El relato de sus estancias en Palomares debería leerse en las escuelas de periodismo
El gravísimo asunto es recordado por el chapuzón de Fraga en las aguas de Palomares
La parte fundamental de la obra, la Memoria de Luisa Isabel Álvarez de Toledo, duquesa de Medina Sidonia, fallecida en 2008, impresiona al lector de hoy por su valentía y lucidez. Escrita al hilo de los acontecimientos que afectaron la vida de Palomares y las aldeas vecinas, revela un compromiso con la verdad y con la defensa de unas poblaciones sumidas aún en la pobreza y la ignorancia verdaderamente ejemplar. Día a día, mes tras mes, por espacio de un año, sin arredrarse ante las presiones y amenazas que culminaron en su detención, la autora anota cuidadosamente cuanto era barrido bajo la alfombra. Su análisis de la manipulación y escamoteo del poder destructivo de las cuatro bombas -"artefactos", "ingenios radiactivos" y, colmo del eufemismo, "la cosa"- así como la reproducción de los artículos aparecidos en la prensa española de la época -una increíble sarta de perlas de cultivo- no tienen desperdicio.
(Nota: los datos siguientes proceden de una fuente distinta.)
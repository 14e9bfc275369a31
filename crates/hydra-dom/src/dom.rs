//! The node arena and its read-only queries.

use std::fmt::Write as _;

use fxhash::{FxHashMap, FxHashSet};
use indexmap::IndexSet;

use crate::error::LookupError;
use crate::node::{CallableKind, Node, NodeId, NodeKind};

/// The semantic model of one parse: an arena of nodes rooted at the
/// translation unit, plus the USR and builtin memo tables.
///
/// Mutation happens only through a [`BuildSession`](crate::BuildSession);
/// everything public here is a read-only query.
#[derive(Debug, Clone)]
pub struct Dom {
    nodes: Vec<Node>,
    pub(crate) elements: FxHashMap<String, NodeId>,
    pub(crate) builtins: FxHashMap<String, NodeId>,
    root: NodeId,
}

impl Dom {
    pub(crate) fn new(root: Node) -> Self {
        let mut elements = FxHashMap::default();
        if let Some(usr) = &root.usr {
            elements.insert(usr.clone(), NodeId(0));
        }
        Self { nodes: vec![root], elements, builtins: FxHashMap::default(), root: NodeId(0) }
    }

    pub(crate) fn alloc(&mut self, node: Node) -> NodeId {
        let id = NodeId(self.nodes.len() as u32);
        self.nodes.push(node);
        id
    }

    pub(crate) fn node_mut(&mut self, id: NodeId) -> &mut Node {
        &mut self.nodes[id.index()]
    }

    /// Registers `item` as a child of `owner`. Anonymous items are only
    /// reachable through `members`.
    pub(crate) fn attach(&mut self, owner: NodeId, item: NodeId) {
        let name = self.nodes[item.index()].name.clone();
        let owner_node = &mut self.nodes[owner.index()];
        if !name.is_empty() {
            owner_node.content.entry(name).or_default().insert(item);
        }
        owner_node.members.insert(item);
    }

    pub fn root(&self) -> NodeId {
        self.root
    }

    pub fn node(&self, id: NodeId) -> &Node {
        &self.nodes[id.index()]
    }

    pub fn get(&self, id: NodeId) -> Option<&Node> {
        self.nodes.get(id.index())
    }

    pub fn len(&self) -> usize {
        self.nodes.len()
    }

    pub fn is_empty(&self) -> bool {
        self.nodes.is_empty()
    }

    pub fn iter(&self) -> impl Iterator<Item = (NodeId, &Node)> + '_ {
        self.nodes.iter().enumerate().map(|(index, node)| (NodeId(index as u32), node))
    }

    pub fn kind(&self, id: NodeId) -> NodeKind {
        self.node(id).kind
    }

    pub fn name(&self, id: NodeId) -> &str {
        &self.node(id).name
    }

    /// The memoized node for a USR.
    pub fn by_usr(&self, usr: &str) -> Option<NodeId> {
        self.elements.get(usr).copied()
    }

    pub fn builtin(&self, spelling: &str) -> Option<NodeId> {
        self.builtins.get(spelling).copied()
    }

    /// `a::b::C`, built by walking owner links. The walk stops at the
    /// translation unit and at the first anonymous owner.
    pub fn full_name(&self, id: NodeId) -> String {
        let mut segments = vec![self.node(id).name.as_str()];
        let mut seen = FxHashSet::default();
        seen.insert(id);
        let mut current = self.node(id).owner;
        while let Some(owner) = current {
            let node = self.node(owner);
            if node.kind == NodeKind::TranslationUnit || node.name.is_empty() || !seen.insert(owner) {
                break;
            }
            segments.push(node.name.as_str());
            current = node.owner;
        }
        segments.reverse();
        segments.join("::")
    }

    /// Looks up a `::`-separated path relative to `scope`. A leading `::`
    /// anchors the lookup at the root. Returns the whole name-keyed set,
    /// so overloads come back together.
    pub fn lookup(&self, scope: NodeId, path: &str) -> Result<&IndexSet<NodeId>, LookupError> {
        let mut segments: Vec<&str> = path.split("::").collect();
        let mut current = scope;
        if segments.first() == Some(&"") {
            current = self.root;
            segments.remove(0);
        }
        let (last, intermediate) = match segments.split_last() {
            Some((last, intermediate)) if !last.is_empty() => (*last, intermediate),
            _ => return Err(LookupError::EmptyPath),
        };

        for segment in intermediate {
            let set = self.content_entry(current, path, segment)?;
            if set.len() != 1 {
                return Err(LookupError::Ambiguous {
                    path: path.to_string(),
                    segment: segment.to_string(),
                    count: set.len(),
                });
            }
            current = set[0];
        }
        self.content_entry(current, path, last)
    }

    /// Like [`Dom::lookup`], but the path must name exactly one node.
    pub fn lookup_one(&self, scope: NodeId, path: &str) -> Result<NodeId, LookupError> {
        let set = self.lookup(scope, path)?;
        match set.len() {
            1 => Ok(set[0]),
            count => Err(LookupError::Ambiguous {
                path: path.to_string(),
                segment: path.rsplit("::").next().unwrap_or(path).to_string(),
                count,
            }),
        }
    }

    /// Looks a path up from the root.
    pub fn resolve_path(&self, path: &str) -> Result<NodeId, LookupError> {
        self.lookup_one(self.root, path)
    }

    fn content_entry(&self, scope: NodeId, path: &str, segment: &str) -> Result<&IndexSet<NodeId>, LookupError> {
        self.node(scope)
            .content
            .get(segment)
            .filter(|set| !set.is_empty())
            .ok_or_else(|| LookupError::NotFound { path: path.to_string(), segment: segment.to_string() })
    }

    pub fn children(&self, id: NodeId) -> impl Iterator<Item = NodeId> + '_ {
        self.node(id).members.iter().copied()
    }

    fn children_where(&self, id: NodeId, pred: impl Fn(NodeKind) -> bool + 'static) -> impl Iterator<Item = NodeId> + '_ {
        self.children(id).filter(move |child| pred(self.kind(*child)))
    }

    pub fn fields(&self, id: NodeId) -> impl Iterator<Item = NodeId> + '_ {
        self.children_where(id, |kind| kind == NodeKind::Field)
    }

    pub fn methods(&self, id: NodeId) -> impl Iterator<Item = NodeId> + '_ {
        self.children_where(id, |kind| kind == NodeKind::Callable(CallableKind::Method))
    }

    pub fn constructors(&self, id: NodeId) -> impl Iterator<Item = NodeId> + '_ {
        self.children_where(id, |kind| kind == NodeKind::Callable(CallableKind::Constructor))
    }

    pub fn destructors(&self, id: NodeId) -> impl Iterator<Item = NodeId> + '_ {
        self.children_where(id, |kind| kind == NodeKind::Callable(CallableKind::Destructor))
    }

    pub fn records(&self, id: NodeId) -> impl Iterator<Item = NodeId> + '_ {
        self.children_where(id, NodeKind::is_record)
    }

    pub fn enums(&self, id: NodeId) -> impl Iterator<Item = NodeId> + '_ {
        self.children_where(id, |kind| kind == NodeKind::Enum)
    }

    pub fn enum_constants(&self, id: NodeId) -> impl Iterator<Item = NodeId> + '_ {
        self.children_where(id, |kind| kind == NodeKind::EnumConstant)
    }

    pub fn parameters(&self, id: NodeId) -> impl Iterator<Item = NodeId> + '_ {
        self.children_where(id, |kind| kind == NodeKind::Param)
    }

    pub fn base_specifiers(&self, id: NodeId) -> impl Iterator<Item = NodeId> + '_ {
        self.children_where(id, |kind| kind == NodeKind::BaseSpecifier)
    }

    pub fn namespaces(&self, id: NodeId) -> impl Iterator<Item = NodeId> + '_ {
        self.children_where(id, |kind| kind == NodeKind::Namespace)
    }

    /// Parameter list of a callable as written between the parentheses of
    /// its display name (`int, const Foo &`).
    ///
    /// The last parenthesized group is taken, so `operator()(int)` yields
    /// `int` and nested parentheses inside parameter types are kept.
    pub fn cpp_signature(&self, id: NodeId) -> &str {
        let display = self.node(id).display_name.as_str();
        let Some(close) = display.rfind(')') else {
            return "";
        };
        let mut depth = 0usize;
        for (index, ch) in display[..close].char_indices().rev() {
            match ch {
                ')' => depth += 1,
                '(' if depth == 0 => return &display[index + 1..close],
                '(' => depth -= 1,
                _ => {}
            }
        }
        ""
    }

    /// `full_name(signature)`, the key used for per-overload policies.
    pub fn signature_key(&self, id: NodeId) -> String {
        format!("{}({})", self.full_name(id), self.cpp_signature(id))
    }

    /// Other callables stored under the same name in the same owner.
    pub fn overloads(&self, id: NodeId) -> Vec<NodeId> {
        let node = self.node(id);
        let Some(owner) = node.owner else {
            return Vec::new();
        };
        self.node(owner)
            .content
            .get(&node.name)
            .map(|set| {
                set.iter()
                    .copied()
                    .filter(|other| *other != id && self.kind(*other).is_callable())
                    .collect()
            })
            .unwrap_or_default()
    }

    pub fn is_overloaded(&self, id: NodeId) -> bool {
        !self.overloads(id).is_empty()
    }

    pub fn is_bindable(&self, id: NodeId) -> bool {
        self.kind(id).is_bindable()
    }

    pub fn is_builtin(&self, id: NodeId) -> bool {
        self.kind(id) == NodeKind::Builtin
    }

    /// Indented tree of the whole DOM, one node per line.
    pub fn dump(&self) -> String {
        self.dump_from(self.root)
    }

    pub fn dump_from(&self, id: NodeId) -> String {
        let mut out = String::new();
        let mut path = FxHashSet::default();
        self.dump_node(id, 0, &mut path, &mut out);
        out
    }

    fn dump_node(&self, id: NodeId, depth: usize, path: &mut FxHashSet<NodeId>, out: &mut String) {
        let node = self.node(id);
        let label = if node.kind.is_callable() {
            node.display_name.as_str()
        } else if node.name.is_empty() {
            "<anonymous>"
        } else {
            node.name.as_str()
        };
        let _ = write!(out, "{:indent$}{} {}", "", node.kind, label, indent = depth * 2);
        if node.kind.is_record() && !node.is_public() {
            let _ = write!(out, " [{:?}]", node.access);
        }
        out.push('\n');

        if !path.insert(id) {
            return;
        }
        for child in &node.members {
            self.dump_node(*child, depth + 1, path, out);
        }
        path.remove(&id);
    }
}
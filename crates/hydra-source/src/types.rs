use std::fmt;

use serde::{Deserialize, Serialize};

use crate::cursor::Cursor;
use crate::unit::{CursorId, TranslationUnit, TypeId};

/// Type kinds, following libclang's `CXTypeKind` naming in serialized form.
///
/// Fundamental types are collapsed into [`TypeKind::Builtin`]; the spelling
/// carries the distinction.
#[derive(Debug, Clone, Copy, PartialEq, Eq, Hash, Serialize, Deserialize)]
#[serde(rename_all = "SCREAMING_SNAKE_CASE")]
pub enum TypeKind {
    Invalid,
    Unexposed,
    Void,
    Builtin,
    Pointer,
    LValueReference,
    RValueReference,
    Record,
    Enum,
    Typedef,
    Elaborated,
    ConstantArray,
    IncompleteArray,
    FunctionProto,
    Auto,
    #[serde(other)]
    Other,
}

impl TypeKind {
    pub fn is_indirection(self) -> bool {
        matches!(self, TypeKind::Pointer | TypeKind::LValueReference | TypeKind::RValueReference)
    }
}

/// Serialized form of a type descriptor.
#[derive(Debug, Clone, PartialEq, Serialize, Deserialize)]
pub struct TypeData {
    pub kind: TypeKind,
    #[serde(default)]
    pub spelling: String,
    /// Target of a pointer or reference.
    #[serde(default)]
    pub pointee: Option<TypeId>,
    /// Declaring cursor; absent means "no declaration found".
    #[serde(default)]
    pub declaration: Option<CursorId>,
    /// Fully unwrapped form; absent means the type is already canonical.
    #[serde(default)]
    pub canonical: Option<TypeId>,
}

impl TypeData {
    pub fn new(kind: TypeKind, spelling: impl Into<String>) -> Self {
        Self { kind, spelling: spelling.into(), pointee: None, declaration: None, canonical: None }
    }
}

/// A borrowed view of one type descriptor.
#[derive(Clone, Copy)]
pub struct Type<'tu> {
    unit: &'tu TranslationUnit,
    id: TypeId,
}

impl<'tu> Type<'tu> {
    pub(crate) fn new(unit: &'tu TranslationUnit, id: TypeId) -> Self {
        Self { unit, id }
    }

    fn data(&self) -> &'tu TypeData {
        &self.unit.types[self.id.index()]
    }

    pub fn id(&self) -> TypeId {
        self.id
    }

    pub fn kind(&self) -> TypeKind {
        self.data().kind
    }

    pub fn spelling(&self) -> &'tu str {
        &self.data().spelling
    }

    pub fn is_valid(&self) -> bool {
        self.kind() != TypeKind::Invalid
    }

    /// One level of pointer or reference stripped, `None` for anything that
    /// is not an indirection.
    pub fn pointee(&self) -> Option<Type<'tu>> {
        if !self.kind().is_indirection() {
            return None;
        }
        self.data()
            .pointee
            .map(|id| Type::new(self.unit, id))
            .filter(|pointee| pointee.is_valid())
    }

    /// Every level of *pointer* indirection stripped. References are kept.
    pub fn strip_pointers(&self) -> Type<'tu> {
        let mut current = *self;
        while current.kind() == TypeKind::Pointer {
            match current.pointee() {
                Some(pointee) => current = pointee,
                None => break,
            }
        }
        current
    }

    /// The declaring cursor, or `None` when the front end found no
    /// declaration (fundamental types, opaque library types).
    pub fn declaration(&self) -> Option<Cursor<'tu>> {
        self.data().declaration.map(|id| Cursor::new(self.unit, id))
    }

    pub fn definition(&self) -> Option<Cursor<'tu>> {
        self.declaration().and_then(|decl| decl.definition())
    }

    pub fn canonical(&self) -> Type<'tu> {
        match self.data().canonical {
            Some(id) => Type::new(self.unit, id),
            None => *self,
        }
    }
}

impl fmt::Debug for Type<'_> {
    fn fmt(&self, f: &mut fmt::Formatter<'_>) -> fmt::Result {
        write!(f, "{:?}:{:?}", self.kind(), self.spelling())
    }
}
// SPDX-FileCopyrightText: 2026 Bruno Meilick
// SPDX-License-Identifier: LicenseRef-Arcroute-FreeUse-NoCopy-NoDerivatives
//
// All rights reserved.
//
// This file is part of Arcroute and is proprietary software.
// Unauthorized copying, modification, or distribution is prohibited.

use schemars::JsonSchema;
use serde::{Deserialize, Serialize};

#[derive(Debug, Clone, PartialEq, Serialize, Deserialize, JsonSchema)]
pub struct McpArcRecord {
    pub source: String,
    /// Absent for a declared node without arcs.
    pub target: Option<String>,
    pub weight: Option<f64>,
}

#[derive(Debug, Clone, Serialize, Deserialize, JsonSchema)]
pub struct GraphReadResponse {
    pub rev: u64,
    pub nodes: Vec<String>,
    pub arc_labels: Vec<String>,
    pub records: Vec<McpArcRecord>,
}

#[derive(Debug, Clone, Deserialize, JsonSchema)]
pub struct GraphAddNodeParams {
    pub node: String,
    pub base_rev: Option<u64>,
}

#[derive(Debug, Clone, Deserialize, JsonSchema)]
pub struct GraphAddArcParams {
    pub source: String,
    pub target: String,
    pub weight: f64,
    pub base_rev: Option<u64>,
}

#[derive(Debug, Clone, Deserialize, JsonSchema)]
pub struct GraphRemoveNodesParams {
    pub nodes: Vec<String>,
    pub base_rev: Option<u64>,
}

#[derive(Debug, Clone, Deserialize, JsonSchema)]
pub struct GraphRemoveArcsParams {
    /// `source->target` labels; every parallel arc of a pair is removed.
    pub arcs: Vec<String>,
    pub base_rev: Option<u64>,
}

#[derive(Debug, Clone, Serialize, Deserialize, JsonSchema)]
pub struct GraphEditResponse {
    pub new_rev: u64,
    pub applied: u64,
    pub added_nodes: Vec<String>,
    pub added_arcs: Vec<String>,
    pub removed_records: u64,
}

#[derive(Debug, Clone, Deserialize, JsonSchema)]
pub struct GraphLoadExampleParams {
    /// `route` (default), `lecture` or `parallel`.
    pub name: Option<String>,
}

#[derive(Debug, Clone, Deserialize, JsonSchema)]
pub struct GraphImportCsvParams {
    /// Full CSV text with a `source,target,weight` header.
    pub csv: String,
}

#[derive(Debug, Clone, Serialize, Deserialize, JsonSchema)]
pub struct GraphReplaceResponse {
    pub rev: u64,
    pub records: u64,
    pub arcs: u64,
}

#[derive(Debug, Clone, Serialize, Deserialize, JsonSchema)]
pub struct GraphExportCsvResponse {
    pub rev: u64,
    pub csv: String,
}

#[derive(Debug, Clone, Deserialize, JsonSchema)]
pub struct GraphElementsParams {
    pub source: Option<String>,
    pub target: Option<String>,
    /// Highlight the shortest path between `source` and `target` (default true when both are set).
    pub highlight_path: Option<bool>,
}

#[derive(Debug, Clone, Serialize, Deserialize, JsonSchema)]
pub struct McpNodeElement {
    pub id: String,
    pub role: String,
}

#[derive(Debug, Clone, Serialize, Deserialize, JsonSchema)]
pub struct McpArcElement {
    pub index: u64,
    pub source: String,
    pub target: String,
    pub label: String,
    pub highlighted: bool,
}

#[derive(Debug, Clone, Serialize, Deserialize, JsonSchema)]
pub struct GraphElementsResponse {
    pub rev: u64,
    pub nodes: Vec<McpNodeElement>,
    pub arcs: Vec<McpArcElement>,
    pub message: Option<String>,
}

#[derive(Debug, Clone, Default, Deserialize, JsonSchema)]
pub struct PathFindParams {
    pub source: String,
    pub target: String,
    /// `mip` (default) or `cp`.
    pub backend: Option<String>,
    pub time_limit_ms: Option<u64>,
    pub node_limit: Option<u64>,
    /// Forbid arcs into the source and out of the target (default true).
    pub close_terminals: Option<bool>,
}

#[derive(Debug, Clone, Serialize, Deserialize, JsonSchema)]
pub struct McpPathArc {
    pub index: u64,
    pub source: String,
    pub target: String,
    pub weight: f64,
}

#[derive(Debug, Clone, Serialize, Deserialize, JsonSchema)]
pub struct PathFindResponse {
    pub rev: u64,
    pub found: bool,
    /// Display message on success, `No path found` otherwise.
    pub message: String,
    pub arcs: Vec<McpPathArc>,
    pub total_weight: Option<f64>,
    pub status: Option<String>,
    pub backend: String,
    /// Failure kind (`infeasible`, `malformed_query`, ...).
    pub kind: Option<String>,
    /// Human-readable failure reason.
    pub reason: Option<String>,
}
fn parse_node(field: &str, value: &str) -> Result<NodeId, ErrorData> {
    NodeId::new(value).map_err(|err| {
        ErrorData::invalid_params(
            format!("invalid {field}: {err}"),
            Some(serde_json::json!({ "field": field, "value": value })),
        )
    })
}

fn record_to_mcp(record: &ArcRecord) -> McpArcRecord {
    McpArcRecord {
        source: record.source().as_str().to_owned(),
        target: record.target().map(|target| target.as_str().to_owned()),
        weight: record.weight(),
    }
}

fn edit_response(result: EditResult) -> GraphEditResponse {
    GraphEditResponse {
        new_rev: result.new_rev,
        applied: result.applied as u64,
        added_nodes: result.delta.added_nodes.into_iter().map(NodeId::into_string).collect(),
        added_arcs: result.delta.added_arcs.iter().map(ToString::to_string).collect(),
        removed_records: result.delta.removed_records as u64,
    }
}

fn map_edit_error(err: EditError) -> ErrorData {
    match err {
        EditError::Conflict { base_rev, current_rev } => ErrorData::invalid_request(
            "conflict: stale base_rev",
            Some(serde_json::json!({ "base_rev": base_rev, "current_rev": current_rev })),
        ),
        EditError::NonFiniteWeight { arc, weight } => ErrorData::invalid_params(
            "arc weight must be finite",
            Some(serde_json::json!({ "arc": arc.to_string(), "weight": weight.to_string() })),
        ),
        EditError::NodeNotFound { node, suggestion } => ErrorData::resource_not_found(
            "node not found",
            Some(serde_json::json!({
                "node": node.as_str(),
                "suggestion": suggestion.as_ref().map(NodeId::as_str),
            })),
        ),
        EditError::ArcNotFound { arc } => ErrorData::resource_not_found(
            "arc not found",
            Some(serde_json::json!({ "arc": arc.to_string() })),
        ),
    }
}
La sobria descripción por la llamada entonces Duquesa Roja -"Una tremenda explosión hizo temblar la tierra. Los fuselajes plateados (de los aviones) se transformaron en inmensa hoguera. El cielo se cubrió de humo. Trozos de acero, iluminados por el chorro del combustible incandescente, se precipitaron sobre el pueblo"- contradice del todo las informaciones edulcoradas, a veces idílicas, de Arriba, Pueblo, Abc o Ya. En los días que siguieron al choque de los aviones, nadie se preocupó, acusa, de advertir al vecindario del peligro encovado en aquellos restos. "No se hizo absolutamente nada para proteger -escribe- a la población de una posible contaminación radiactiva".
La llegada a Palomares, ocho días después del suceso, del gobernador provincial de Almería a fin de calmar los ánimos de la población soliviantada por tanto engaño y desprecio, merece su reproducción in extenso: "El señor Gutiérrez Egea inició un pequeño discurso, compuesto de promesas y frases tranquilizadoras, pero el vecindario no estaba para músicas. Sus protestas llegaron a la tribuna. La primera autoridad provincial cambió de tono, pasando a la amenaza y el insulto. "Las valoraciones (de indemnización) que habéis presentado son exageradas. No estoy dispuesto a consentir que estaféis a los señores norteamericanos".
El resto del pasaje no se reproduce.